Task goal: Looking through the listing that follows, count the lines that contain "today" and give only that number.

---

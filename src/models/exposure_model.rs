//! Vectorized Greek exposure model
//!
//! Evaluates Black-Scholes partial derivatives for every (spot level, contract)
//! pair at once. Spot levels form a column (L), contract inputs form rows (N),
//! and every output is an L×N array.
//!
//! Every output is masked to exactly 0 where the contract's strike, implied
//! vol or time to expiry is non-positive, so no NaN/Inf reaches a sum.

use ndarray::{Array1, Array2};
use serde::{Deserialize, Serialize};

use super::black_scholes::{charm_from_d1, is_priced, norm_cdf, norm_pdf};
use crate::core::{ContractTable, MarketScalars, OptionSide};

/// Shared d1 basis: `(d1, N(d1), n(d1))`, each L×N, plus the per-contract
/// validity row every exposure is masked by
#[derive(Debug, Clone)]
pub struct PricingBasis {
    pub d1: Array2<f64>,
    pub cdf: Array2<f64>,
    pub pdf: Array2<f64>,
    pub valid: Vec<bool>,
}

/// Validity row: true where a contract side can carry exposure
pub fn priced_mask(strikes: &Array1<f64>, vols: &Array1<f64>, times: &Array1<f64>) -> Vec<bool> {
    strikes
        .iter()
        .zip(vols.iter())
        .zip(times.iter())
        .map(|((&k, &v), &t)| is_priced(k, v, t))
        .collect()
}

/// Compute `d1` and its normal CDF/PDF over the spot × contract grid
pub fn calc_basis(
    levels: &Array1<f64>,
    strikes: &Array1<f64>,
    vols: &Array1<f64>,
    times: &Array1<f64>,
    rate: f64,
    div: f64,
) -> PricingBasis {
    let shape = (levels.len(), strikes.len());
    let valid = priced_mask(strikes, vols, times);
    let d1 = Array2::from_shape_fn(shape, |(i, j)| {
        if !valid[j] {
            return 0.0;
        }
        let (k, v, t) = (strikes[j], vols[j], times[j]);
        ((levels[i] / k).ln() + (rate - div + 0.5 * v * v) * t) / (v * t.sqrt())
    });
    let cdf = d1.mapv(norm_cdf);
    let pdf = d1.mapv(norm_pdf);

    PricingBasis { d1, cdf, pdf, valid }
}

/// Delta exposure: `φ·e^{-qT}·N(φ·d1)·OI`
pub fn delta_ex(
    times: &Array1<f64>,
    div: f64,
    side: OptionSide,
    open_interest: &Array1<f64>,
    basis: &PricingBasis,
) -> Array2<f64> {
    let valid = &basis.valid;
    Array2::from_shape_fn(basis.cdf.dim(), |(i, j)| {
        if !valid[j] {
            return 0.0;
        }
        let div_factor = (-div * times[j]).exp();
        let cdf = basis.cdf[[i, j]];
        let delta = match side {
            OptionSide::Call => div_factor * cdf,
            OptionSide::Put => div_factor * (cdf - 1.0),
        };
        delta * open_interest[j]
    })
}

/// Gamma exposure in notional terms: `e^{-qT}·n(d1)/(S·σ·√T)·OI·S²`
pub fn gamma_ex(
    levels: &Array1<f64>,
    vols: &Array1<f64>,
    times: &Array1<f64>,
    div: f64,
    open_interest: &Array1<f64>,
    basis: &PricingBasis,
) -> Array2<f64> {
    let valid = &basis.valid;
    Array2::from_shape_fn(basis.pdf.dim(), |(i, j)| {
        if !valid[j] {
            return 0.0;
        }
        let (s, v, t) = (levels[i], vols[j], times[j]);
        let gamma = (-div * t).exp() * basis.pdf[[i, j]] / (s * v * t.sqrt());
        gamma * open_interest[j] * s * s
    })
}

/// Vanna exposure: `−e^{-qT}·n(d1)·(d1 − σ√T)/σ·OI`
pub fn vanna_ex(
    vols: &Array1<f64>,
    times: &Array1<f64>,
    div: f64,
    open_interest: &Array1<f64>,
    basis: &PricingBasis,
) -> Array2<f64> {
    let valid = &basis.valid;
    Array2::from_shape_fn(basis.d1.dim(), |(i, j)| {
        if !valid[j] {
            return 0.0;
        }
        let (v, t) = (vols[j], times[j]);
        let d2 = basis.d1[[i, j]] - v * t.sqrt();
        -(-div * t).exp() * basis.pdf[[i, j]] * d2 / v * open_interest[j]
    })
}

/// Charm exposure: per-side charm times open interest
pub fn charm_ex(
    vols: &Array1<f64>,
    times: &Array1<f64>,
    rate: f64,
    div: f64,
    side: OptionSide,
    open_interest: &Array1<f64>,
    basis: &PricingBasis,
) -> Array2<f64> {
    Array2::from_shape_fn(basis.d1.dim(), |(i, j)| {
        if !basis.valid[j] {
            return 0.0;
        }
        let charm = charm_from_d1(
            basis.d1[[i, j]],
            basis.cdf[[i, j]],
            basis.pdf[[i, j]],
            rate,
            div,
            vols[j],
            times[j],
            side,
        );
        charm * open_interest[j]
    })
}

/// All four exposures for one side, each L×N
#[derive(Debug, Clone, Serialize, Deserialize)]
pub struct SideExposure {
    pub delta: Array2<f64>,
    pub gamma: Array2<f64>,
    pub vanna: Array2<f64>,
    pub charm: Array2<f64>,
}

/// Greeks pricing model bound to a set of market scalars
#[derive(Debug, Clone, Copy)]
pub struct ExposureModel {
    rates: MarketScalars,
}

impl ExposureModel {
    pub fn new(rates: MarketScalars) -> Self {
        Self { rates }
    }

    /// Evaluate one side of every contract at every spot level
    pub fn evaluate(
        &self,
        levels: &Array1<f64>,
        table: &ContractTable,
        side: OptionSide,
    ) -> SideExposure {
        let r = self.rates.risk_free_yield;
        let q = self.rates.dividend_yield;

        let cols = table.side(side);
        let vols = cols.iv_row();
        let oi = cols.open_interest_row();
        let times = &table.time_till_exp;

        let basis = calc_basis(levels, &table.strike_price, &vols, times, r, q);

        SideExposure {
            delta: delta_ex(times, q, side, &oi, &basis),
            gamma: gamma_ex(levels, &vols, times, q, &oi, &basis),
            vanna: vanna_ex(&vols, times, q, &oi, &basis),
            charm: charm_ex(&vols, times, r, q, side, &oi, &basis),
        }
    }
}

---

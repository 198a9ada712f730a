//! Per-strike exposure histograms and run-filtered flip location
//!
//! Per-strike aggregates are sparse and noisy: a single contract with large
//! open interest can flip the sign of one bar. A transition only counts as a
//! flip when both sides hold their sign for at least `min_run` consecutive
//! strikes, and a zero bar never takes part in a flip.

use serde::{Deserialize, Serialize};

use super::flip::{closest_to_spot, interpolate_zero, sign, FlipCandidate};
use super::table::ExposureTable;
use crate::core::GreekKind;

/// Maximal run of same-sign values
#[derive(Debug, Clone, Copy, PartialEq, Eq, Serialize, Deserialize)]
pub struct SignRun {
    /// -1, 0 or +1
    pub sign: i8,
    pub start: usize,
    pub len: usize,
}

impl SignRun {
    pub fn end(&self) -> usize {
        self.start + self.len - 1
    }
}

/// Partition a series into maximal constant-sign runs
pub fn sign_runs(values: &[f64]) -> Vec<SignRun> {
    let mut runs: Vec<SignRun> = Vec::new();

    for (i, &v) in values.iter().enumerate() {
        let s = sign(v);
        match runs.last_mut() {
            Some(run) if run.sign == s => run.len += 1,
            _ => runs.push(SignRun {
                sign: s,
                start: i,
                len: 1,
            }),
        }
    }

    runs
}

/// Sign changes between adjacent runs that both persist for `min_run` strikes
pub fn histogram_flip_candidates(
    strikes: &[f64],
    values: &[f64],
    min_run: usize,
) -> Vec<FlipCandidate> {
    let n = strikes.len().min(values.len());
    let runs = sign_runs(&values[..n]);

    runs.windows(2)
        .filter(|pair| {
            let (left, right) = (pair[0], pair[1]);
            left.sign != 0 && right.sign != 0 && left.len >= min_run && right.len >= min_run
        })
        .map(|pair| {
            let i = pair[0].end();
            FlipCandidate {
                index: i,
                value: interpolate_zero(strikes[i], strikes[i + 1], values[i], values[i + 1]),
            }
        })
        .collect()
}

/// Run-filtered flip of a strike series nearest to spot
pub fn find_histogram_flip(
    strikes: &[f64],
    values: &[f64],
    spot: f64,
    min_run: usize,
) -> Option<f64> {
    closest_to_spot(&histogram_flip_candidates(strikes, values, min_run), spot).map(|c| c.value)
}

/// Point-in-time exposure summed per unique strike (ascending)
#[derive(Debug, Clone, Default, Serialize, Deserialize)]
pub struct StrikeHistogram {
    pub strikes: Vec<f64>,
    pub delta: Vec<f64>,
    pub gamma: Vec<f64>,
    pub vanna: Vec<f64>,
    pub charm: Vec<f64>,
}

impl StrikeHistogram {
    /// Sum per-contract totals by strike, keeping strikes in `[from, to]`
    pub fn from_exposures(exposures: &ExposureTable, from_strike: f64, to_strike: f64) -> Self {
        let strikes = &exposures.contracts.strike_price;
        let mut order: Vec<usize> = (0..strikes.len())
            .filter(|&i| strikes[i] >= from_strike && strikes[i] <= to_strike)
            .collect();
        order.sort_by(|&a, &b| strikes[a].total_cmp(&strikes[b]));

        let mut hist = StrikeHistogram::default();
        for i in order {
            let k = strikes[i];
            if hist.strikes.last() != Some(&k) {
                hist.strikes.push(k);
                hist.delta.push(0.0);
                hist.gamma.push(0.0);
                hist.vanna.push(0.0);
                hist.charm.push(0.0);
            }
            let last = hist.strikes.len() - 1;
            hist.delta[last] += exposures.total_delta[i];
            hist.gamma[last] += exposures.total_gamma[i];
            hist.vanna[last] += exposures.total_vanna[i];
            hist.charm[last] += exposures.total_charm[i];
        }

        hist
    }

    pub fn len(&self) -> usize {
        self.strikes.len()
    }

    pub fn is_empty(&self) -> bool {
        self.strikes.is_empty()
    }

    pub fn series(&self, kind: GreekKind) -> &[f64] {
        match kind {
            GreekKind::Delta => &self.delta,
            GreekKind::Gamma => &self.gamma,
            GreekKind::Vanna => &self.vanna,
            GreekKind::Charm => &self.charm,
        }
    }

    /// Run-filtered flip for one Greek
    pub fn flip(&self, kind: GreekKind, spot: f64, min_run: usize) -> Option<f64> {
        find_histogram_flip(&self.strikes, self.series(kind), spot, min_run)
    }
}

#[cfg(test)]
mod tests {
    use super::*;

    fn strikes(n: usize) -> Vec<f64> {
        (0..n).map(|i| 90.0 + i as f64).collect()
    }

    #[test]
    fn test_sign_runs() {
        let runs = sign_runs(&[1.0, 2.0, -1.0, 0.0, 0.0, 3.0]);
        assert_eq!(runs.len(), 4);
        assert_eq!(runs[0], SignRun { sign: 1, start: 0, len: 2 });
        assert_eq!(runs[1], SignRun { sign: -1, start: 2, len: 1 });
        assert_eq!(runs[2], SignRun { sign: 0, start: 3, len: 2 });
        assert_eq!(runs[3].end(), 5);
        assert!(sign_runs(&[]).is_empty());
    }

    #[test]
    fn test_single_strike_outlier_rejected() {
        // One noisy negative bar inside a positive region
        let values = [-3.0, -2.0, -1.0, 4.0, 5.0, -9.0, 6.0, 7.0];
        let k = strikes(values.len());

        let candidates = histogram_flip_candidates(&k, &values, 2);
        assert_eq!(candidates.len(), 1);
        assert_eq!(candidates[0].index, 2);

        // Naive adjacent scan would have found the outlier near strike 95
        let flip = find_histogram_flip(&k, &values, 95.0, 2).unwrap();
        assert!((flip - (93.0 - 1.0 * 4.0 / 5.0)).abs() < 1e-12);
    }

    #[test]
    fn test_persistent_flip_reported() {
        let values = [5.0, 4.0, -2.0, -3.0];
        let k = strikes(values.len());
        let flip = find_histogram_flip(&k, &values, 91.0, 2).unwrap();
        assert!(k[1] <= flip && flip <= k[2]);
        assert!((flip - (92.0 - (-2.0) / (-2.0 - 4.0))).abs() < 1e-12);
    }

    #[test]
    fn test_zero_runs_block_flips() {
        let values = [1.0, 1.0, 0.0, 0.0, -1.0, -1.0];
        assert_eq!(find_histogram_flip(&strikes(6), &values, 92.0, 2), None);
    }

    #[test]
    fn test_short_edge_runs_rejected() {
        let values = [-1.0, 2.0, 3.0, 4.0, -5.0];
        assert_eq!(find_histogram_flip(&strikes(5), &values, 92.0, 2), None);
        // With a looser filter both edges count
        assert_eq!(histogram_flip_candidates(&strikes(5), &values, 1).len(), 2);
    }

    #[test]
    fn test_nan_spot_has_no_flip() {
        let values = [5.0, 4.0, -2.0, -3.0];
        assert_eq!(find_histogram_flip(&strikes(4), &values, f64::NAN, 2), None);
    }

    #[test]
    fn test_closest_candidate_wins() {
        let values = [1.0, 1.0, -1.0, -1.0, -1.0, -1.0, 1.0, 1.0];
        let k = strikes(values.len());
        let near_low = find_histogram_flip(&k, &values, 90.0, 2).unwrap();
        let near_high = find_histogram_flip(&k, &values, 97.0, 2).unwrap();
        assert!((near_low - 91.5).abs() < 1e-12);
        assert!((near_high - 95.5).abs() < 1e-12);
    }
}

---

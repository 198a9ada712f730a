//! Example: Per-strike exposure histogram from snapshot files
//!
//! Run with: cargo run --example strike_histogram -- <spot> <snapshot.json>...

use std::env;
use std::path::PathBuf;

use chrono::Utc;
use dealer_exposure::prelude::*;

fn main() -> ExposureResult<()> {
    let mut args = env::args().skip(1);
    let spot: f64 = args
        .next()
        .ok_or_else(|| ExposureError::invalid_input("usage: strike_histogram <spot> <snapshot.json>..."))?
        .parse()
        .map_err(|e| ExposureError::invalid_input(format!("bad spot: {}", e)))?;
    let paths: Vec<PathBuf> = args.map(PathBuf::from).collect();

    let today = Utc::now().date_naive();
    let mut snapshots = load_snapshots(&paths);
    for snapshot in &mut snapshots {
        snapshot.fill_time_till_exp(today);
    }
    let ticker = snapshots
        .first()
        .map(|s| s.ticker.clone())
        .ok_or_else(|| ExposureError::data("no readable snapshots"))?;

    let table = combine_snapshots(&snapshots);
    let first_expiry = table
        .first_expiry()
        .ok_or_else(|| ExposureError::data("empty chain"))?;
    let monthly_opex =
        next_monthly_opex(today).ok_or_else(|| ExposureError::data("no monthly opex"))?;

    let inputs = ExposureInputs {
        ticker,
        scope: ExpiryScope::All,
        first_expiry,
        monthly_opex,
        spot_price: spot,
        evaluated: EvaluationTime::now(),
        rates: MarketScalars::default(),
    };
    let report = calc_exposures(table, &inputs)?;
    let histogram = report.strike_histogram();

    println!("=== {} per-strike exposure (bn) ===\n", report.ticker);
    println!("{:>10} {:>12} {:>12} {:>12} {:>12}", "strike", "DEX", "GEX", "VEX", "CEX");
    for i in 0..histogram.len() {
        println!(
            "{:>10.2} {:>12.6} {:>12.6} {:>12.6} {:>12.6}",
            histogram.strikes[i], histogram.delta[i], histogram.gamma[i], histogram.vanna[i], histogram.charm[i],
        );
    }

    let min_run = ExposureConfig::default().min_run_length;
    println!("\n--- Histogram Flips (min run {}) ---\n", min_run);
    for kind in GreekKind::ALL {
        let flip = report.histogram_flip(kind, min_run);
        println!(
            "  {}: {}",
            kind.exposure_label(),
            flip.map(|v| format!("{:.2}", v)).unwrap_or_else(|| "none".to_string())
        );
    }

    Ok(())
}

---

Exercise answer: 3